┌──

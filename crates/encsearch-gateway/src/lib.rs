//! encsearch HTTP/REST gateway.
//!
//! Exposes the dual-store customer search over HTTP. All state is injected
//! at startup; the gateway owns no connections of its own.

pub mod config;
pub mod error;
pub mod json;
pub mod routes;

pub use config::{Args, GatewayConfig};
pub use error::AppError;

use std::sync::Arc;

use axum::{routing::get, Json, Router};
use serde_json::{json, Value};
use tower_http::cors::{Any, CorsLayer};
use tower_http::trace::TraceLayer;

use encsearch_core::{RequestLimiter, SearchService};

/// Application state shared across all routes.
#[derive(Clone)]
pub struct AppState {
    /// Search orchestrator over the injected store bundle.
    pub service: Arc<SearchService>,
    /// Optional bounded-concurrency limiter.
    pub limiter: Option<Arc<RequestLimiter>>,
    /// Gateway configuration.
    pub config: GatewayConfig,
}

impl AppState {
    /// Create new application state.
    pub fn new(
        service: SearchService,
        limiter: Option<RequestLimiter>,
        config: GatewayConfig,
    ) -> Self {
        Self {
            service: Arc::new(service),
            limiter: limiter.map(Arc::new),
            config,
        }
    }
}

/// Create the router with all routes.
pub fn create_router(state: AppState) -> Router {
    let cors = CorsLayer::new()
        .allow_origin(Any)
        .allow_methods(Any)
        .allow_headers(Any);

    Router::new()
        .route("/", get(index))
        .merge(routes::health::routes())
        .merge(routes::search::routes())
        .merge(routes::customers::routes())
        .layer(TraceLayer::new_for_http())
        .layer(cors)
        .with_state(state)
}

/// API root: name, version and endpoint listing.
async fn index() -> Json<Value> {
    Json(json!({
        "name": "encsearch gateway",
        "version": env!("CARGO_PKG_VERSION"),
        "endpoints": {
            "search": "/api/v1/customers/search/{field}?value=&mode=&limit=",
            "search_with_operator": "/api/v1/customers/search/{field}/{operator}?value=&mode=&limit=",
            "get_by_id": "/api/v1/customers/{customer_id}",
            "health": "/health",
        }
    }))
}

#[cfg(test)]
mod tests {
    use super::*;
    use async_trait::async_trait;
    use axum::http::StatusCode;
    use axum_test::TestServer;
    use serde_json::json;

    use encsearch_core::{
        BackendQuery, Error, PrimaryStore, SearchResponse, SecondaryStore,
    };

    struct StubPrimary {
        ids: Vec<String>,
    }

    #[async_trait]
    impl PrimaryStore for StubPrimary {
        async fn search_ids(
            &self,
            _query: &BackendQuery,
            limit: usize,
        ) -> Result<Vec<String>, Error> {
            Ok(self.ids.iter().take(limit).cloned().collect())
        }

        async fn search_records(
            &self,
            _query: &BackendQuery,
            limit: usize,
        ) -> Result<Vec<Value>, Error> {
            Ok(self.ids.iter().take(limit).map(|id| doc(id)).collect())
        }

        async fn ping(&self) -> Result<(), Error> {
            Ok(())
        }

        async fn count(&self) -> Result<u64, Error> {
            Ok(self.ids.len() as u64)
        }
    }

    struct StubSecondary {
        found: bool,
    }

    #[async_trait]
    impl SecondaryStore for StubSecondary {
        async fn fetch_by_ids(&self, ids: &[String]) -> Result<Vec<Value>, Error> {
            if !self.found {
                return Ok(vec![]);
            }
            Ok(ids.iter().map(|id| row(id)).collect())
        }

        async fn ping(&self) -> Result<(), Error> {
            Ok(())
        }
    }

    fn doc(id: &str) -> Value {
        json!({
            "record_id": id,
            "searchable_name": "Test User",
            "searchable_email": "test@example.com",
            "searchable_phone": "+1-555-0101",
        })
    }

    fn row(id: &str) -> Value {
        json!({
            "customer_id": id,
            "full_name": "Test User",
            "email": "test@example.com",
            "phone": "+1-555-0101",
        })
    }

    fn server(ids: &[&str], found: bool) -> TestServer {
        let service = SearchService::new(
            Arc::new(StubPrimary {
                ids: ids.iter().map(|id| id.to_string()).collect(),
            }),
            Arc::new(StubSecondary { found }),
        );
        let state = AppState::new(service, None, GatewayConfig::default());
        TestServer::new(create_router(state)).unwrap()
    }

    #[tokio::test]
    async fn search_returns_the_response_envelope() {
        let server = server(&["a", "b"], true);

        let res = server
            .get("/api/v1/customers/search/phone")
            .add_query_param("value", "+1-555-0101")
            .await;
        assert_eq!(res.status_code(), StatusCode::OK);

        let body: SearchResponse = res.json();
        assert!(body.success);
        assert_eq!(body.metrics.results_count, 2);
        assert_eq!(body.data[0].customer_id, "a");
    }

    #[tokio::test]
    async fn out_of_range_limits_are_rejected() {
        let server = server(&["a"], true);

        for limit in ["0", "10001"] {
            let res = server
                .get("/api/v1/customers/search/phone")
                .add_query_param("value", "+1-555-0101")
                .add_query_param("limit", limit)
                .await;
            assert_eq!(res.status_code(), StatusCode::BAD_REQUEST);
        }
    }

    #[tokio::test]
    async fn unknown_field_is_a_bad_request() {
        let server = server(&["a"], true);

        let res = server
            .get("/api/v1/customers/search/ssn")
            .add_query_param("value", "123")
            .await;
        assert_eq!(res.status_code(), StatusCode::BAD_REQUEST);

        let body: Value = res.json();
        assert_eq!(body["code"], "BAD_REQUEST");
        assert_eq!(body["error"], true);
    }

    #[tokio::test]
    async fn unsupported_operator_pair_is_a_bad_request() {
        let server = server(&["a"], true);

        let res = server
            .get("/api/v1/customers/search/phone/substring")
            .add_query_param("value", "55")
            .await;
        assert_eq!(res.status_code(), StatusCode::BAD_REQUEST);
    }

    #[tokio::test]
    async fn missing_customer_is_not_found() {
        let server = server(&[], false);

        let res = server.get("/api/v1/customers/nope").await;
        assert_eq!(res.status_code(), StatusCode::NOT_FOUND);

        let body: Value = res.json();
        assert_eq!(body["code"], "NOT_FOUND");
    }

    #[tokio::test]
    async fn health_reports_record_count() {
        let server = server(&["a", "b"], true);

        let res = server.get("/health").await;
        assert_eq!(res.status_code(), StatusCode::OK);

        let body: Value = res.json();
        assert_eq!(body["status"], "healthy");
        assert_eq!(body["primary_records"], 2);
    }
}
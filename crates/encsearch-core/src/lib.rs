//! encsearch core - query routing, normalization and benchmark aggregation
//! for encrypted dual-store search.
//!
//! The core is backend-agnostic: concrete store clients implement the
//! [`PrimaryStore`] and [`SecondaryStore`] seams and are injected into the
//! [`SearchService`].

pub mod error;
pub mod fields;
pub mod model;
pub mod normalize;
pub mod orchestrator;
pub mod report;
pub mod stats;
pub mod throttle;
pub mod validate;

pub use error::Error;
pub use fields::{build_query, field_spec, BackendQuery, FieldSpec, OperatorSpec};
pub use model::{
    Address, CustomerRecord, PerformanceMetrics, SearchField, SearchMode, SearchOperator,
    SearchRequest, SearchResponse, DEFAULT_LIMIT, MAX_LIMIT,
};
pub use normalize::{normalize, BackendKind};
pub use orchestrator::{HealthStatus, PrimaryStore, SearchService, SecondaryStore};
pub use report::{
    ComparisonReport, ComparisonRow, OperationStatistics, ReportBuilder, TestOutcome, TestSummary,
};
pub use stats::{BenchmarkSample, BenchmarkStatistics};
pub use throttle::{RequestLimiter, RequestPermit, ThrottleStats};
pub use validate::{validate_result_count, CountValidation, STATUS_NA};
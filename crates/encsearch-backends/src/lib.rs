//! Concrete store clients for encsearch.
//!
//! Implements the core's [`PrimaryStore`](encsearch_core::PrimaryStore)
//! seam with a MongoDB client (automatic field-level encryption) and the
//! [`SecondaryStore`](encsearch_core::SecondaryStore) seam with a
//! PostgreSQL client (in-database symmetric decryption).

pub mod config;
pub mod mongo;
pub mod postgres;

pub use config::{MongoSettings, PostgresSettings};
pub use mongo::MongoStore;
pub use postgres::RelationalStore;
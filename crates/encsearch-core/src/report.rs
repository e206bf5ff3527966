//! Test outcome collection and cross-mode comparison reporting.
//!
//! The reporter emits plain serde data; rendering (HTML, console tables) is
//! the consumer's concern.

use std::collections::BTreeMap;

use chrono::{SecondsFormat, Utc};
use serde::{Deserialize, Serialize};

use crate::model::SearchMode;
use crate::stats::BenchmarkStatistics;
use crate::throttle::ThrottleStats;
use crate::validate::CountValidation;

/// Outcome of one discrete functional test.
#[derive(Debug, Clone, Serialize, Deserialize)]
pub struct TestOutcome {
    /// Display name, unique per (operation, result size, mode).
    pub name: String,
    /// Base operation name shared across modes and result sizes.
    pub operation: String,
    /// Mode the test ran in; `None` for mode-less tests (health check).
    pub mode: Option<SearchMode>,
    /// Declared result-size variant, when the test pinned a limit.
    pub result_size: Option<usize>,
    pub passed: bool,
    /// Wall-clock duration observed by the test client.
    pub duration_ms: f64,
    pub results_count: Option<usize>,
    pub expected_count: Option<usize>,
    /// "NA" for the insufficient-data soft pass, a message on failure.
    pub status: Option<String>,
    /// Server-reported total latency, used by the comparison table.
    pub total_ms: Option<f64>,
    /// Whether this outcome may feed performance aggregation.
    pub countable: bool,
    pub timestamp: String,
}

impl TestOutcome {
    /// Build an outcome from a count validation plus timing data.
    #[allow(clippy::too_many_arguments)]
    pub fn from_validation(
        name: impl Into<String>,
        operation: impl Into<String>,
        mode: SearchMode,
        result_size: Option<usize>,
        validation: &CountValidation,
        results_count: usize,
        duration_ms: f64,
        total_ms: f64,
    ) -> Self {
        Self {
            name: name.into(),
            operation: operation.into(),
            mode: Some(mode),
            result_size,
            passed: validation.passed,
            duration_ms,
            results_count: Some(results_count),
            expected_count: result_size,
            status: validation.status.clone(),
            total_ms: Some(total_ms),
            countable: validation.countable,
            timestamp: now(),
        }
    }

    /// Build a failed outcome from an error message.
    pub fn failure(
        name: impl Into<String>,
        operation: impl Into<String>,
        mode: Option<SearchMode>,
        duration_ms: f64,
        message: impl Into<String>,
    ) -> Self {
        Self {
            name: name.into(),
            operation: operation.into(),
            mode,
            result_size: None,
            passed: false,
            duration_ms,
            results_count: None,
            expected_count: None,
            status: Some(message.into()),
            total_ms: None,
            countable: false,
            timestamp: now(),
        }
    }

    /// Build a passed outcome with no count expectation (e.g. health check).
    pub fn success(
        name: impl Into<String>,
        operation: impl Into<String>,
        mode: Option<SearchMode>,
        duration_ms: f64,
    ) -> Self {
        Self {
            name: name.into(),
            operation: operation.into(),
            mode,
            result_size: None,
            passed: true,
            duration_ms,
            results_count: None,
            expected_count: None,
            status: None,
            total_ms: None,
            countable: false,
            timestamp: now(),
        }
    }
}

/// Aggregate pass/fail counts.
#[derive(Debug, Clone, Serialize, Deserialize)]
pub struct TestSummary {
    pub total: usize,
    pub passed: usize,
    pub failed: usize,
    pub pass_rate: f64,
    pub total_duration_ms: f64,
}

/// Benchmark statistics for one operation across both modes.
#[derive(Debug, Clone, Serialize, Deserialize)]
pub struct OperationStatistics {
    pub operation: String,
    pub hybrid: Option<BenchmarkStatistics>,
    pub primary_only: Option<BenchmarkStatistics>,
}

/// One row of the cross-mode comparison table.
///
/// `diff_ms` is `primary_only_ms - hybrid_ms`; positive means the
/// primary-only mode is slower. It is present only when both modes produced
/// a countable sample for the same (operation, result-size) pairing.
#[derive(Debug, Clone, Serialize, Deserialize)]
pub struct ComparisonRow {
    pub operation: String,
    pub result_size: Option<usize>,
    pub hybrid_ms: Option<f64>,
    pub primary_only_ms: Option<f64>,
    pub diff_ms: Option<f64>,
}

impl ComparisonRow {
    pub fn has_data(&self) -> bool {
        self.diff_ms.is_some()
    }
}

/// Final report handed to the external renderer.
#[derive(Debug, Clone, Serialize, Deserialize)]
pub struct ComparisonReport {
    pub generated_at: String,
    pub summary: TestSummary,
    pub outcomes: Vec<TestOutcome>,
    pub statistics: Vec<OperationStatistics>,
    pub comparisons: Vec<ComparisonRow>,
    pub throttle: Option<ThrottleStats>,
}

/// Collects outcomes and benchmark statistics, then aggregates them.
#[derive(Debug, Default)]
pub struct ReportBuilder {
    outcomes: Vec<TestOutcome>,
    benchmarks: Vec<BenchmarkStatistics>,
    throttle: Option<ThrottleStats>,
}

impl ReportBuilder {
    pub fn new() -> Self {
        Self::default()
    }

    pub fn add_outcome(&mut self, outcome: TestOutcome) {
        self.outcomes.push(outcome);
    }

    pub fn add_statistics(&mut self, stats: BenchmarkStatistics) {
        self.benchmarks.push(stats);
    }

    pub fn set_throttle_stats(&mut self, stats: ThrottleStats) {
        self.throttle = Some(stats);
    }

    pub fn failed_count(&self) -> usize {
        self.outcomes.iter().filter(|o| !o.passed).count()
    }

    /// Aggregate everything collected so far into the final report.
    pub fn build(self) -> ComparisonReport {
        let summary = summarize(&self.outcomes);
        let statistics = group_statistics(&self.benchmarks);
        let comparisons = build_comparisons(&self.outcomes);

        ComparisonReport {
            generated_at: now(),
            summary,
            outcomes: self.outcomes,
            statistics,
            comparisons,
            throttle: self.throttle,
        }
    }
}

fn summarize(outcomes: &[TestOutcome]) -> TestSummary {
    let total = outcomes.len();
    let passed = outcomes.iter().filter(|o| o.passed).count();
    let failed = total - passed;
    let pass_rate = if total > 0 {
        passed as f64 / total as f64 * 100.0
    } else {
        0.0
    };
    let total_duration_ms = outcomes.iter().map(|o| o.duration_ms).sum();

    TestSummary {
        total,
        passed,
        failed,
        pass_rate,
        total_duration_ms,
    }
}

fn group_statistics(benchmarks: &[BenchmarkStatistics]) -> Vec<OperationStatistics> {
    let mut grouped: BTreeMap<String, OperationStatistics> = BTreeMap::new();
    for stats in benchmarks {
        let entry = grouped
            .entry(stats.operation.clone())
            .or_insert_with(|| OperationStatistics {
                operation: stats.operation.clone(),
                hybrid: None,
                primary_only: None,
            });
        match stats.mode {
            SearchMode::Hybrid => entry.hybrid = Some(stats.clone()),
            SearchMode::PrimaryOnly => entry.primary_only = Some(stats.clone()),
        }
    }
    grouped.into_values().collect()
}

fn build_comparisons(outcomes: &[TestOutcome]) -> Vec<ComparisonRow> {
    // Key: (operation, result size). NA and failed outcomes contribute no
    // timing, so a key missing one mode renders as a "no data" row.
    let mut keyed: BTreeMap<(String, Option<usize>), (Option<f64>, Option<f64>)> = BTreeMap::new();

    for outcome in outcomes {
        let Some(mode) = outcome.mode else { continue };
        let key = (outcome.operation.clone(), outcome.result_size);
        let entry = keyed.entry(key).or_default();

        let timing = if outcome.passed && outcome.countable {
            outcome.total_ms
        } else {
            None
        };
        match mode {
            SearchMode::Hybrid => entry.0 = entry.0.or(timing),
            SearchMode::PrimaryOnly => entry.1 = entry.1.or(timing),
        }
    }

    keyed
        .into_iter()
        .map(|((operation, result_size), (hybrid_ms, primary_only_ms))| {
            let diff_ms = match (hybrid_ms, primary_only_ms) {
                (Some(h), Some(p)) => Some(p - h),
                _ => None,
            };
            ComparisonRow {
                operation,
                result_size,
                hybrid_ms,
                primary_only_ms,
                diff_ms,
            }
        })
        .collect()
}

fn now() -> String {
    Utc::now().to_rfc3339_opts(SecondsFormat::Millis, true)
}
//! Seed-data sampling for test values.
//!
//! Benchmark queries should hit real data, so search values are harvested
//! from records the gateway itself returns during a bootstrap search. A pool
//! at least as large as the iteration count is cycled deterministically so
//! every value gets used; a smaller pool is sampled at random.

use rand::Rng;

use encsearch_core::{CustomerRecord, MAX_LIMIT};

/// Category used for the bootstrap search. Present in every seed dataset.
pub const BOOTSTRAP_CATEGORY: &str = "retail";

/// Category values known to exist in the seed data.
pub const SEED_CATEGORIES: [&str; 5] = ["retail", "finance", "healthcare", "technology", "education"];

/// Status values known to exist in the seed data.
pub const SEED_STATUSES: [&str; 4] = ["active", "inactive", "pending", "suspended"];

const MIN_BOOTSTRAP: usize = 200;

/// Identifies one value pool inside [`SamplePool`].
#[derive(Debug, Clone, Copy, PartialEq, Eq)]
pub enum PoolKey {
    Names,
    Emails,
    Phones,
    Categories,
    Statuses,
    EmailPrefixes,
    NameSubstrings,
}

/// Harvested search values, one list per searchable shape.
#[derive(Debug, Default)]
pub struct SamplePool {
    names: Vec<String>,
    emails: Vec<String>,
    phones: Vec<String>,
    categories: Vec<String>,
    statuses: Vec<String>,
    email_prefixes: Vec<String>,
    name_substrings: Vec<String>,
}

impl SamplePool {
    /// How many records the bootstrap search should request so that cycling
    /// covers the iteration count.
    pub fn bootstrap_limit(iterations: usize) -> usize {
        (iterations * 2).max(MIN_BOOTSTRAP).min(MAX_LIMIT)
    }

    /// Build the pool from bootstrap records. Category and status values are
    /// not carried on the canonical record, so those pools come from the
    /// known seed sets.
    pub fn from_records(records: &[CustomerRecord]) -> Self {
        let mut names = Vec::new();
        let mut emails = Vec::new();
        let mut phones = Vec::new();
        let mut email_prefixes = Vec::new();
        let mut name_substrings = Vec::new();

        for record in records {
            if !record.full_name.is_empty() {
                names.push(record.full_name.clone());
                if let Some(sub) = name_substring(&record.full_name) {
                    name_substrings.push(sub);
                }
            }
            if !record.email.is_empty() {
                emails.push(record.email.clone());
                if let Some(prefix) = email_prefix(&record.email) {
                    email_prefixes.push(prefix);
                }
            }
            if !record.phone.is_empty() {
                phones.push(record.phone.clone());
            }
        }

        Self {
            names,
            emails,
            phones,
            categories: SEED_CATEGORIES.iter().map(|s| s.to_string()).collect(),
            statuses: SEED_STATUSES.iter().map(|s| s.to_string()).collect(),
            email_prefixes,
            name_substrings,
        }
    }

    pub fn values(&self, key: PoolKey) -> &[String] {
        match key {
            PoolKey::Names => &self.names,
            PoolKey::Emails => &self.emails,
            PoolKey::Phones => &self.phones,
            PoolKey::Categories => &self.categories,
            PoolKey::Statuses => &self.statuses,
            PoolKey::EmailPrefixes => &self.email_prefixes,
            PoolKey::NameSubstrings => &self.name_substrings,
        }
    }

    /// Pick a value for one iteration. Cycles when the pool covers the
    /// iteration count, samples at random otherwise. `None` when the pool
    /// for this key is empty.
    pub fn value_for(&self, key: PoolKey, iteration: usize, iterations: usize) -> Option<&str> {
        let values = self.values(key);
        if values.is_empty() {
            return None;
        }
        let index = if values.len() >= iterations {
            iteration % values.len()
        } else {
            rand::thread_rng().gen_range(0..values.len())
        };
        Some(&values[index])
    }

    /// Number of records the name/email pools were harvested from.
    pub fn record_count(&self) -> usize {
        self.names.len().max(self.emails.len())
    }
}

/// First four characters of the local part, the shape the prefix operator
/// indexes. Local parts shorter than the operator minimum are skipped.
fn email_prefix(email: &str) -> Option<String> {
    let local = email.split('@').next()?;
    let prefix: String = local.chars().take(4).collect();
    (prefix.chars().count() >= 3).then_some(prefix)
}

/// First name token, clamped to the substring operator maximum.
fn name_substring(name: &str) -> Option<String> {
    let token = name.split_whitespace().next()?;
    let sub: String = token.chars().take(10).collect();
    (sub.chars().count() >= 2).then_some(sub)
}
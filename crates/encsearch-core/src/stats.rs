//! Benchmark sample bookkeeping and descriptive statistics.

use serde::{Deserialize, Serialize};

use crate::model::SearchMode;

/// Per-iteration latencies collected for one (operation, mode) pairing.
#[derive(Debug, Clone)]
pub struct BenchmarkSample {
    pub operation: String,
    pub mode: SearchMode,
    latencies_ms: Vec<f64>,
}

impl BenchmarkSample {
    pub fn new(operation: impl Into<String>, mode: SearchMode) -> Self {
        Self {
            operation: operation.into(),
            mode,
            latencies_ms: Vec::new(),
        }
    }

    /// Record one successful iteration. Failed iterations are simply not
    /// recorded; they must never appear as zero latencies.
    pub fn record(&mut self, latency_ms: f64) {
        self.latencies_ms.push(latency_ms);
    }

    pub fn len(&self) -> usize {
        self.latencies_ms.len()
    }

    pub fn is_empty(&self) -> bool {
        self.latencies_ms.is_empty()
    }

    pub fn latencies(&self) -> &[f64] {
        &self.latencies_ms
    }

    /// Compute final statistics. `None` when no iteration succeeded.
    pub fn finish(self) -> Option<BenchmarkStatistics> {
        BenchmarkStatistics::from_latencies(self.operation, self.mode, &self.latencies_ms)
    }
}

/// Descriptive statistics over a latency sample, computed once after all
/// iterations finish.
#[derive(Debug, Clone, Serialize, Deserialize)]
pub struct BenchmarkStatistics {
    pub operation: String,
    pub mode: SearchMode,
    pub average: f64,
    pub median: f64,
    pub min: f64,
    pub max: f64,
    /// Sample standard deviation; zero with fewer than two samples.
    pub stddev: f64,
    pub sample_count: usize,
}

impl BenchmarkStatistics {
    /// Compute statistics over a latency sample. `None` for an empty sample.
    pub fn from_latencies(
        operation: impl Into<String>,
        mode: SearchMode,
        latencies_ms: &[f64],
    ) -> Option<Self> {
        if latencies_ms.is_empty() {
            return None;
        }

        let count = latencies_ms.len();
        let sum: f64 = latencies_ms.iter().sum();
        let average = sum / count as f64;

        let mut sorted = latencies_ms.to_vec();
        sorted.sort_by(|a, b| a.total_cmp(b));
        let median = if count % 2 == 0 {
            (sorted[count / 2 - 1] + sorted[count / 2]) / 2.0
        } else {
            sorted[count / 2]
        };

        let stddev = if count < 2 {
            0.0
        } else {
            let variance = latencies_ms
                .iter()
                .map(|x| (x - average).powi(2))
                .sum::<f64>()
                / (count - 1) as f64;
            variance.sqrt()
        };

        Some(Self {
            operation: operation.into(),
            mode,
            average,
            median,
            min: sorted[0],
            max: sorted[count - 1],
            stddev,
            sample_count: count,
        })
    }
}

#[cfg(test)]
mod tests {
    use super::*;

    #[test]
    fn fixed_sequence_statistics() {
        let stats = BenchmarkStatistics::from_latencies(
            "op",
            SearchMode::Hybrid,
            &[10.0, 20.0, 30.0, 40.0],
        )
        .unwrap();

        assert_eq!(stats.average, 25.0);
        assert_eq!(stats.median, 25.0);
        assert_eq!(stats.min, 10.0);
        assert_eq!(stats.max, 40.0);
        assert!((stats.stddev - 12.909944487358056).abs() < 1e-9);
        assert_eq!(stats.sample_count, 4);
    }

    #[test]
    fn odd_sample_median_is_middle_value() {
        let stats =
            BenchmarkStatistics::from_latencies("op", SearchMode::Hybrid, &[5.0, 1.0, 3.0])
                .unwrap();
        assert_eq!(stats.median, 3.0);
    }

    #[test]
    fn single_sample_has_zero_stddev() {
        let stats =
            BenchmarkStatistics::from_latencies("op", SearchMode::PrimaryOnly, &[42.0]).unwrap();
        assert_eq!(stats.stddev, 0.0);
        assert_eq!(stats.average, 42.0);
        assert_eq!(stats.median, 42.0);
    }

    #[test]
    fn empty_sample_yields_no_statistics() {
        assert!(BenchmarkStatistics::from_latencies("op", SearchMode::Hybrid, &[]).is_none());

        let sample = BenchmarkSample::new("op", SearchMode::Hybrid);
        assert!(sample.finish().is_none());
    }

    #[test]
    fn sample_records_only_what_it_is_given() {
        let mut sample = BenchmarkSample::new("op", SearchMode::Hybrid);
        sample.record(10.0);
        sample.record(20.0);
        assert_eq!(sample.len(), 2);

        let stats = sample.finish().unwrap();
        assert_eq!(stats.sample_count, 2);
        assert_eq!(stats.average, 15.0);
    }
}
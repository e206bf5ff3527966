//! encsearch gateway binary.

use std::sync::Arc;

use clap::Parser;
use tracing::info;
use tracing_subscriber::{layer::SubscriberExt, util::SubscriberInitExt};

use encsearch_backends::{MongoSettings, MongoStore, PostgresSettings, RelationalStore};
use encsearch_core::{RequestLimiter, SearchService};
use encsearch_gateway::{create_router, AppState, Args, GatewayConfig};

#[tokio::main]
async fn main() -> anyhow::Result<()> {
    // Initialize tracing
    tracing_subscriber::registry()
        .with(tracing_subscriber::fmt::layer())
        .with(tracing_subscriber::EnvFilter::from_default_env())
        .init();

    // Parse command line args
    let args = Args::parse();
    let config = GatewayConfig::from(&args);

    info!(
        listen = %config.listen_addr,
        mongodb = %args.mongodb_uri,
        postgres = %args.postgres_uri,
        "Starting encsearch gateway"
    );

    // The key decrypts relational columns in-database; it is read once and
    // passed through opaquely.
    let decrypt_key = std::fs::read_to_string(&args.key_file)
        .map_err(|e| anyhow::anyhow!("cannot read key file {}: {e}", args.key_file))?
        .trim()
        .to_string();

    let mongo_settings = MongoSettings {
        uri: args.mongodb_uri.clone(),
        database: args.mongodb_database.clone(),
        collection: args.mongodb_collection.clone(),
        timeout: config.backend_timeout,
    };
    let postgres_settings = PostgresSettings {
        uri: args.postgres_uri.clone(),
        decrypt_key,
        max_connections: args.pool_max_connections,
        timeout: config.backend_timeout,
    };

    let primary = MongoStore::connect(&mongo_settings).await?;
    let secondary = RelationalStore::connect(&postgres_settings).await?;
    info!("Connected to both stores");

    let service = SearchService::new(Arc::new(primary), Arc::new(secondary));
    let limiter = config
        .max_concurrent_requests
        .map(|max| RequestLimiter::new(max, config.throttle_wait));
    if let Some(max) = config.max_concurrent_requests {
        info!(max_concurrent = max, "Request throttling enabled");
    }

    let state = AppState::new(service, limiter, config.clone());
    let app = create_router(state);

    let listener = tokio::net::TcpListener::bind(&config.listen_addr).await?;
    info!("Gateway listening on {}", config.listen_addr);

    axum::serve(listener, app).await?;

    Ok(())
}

└──

> WHAT IS REQUIRED
Copy each line of the listing that includes "CountValidation".

> WRITTEN REPLY
pub use validate::{validate_result_count, CountValidation, STATUS_NA};
use crate::validate::CountValidation;
        validation: &CountValidation,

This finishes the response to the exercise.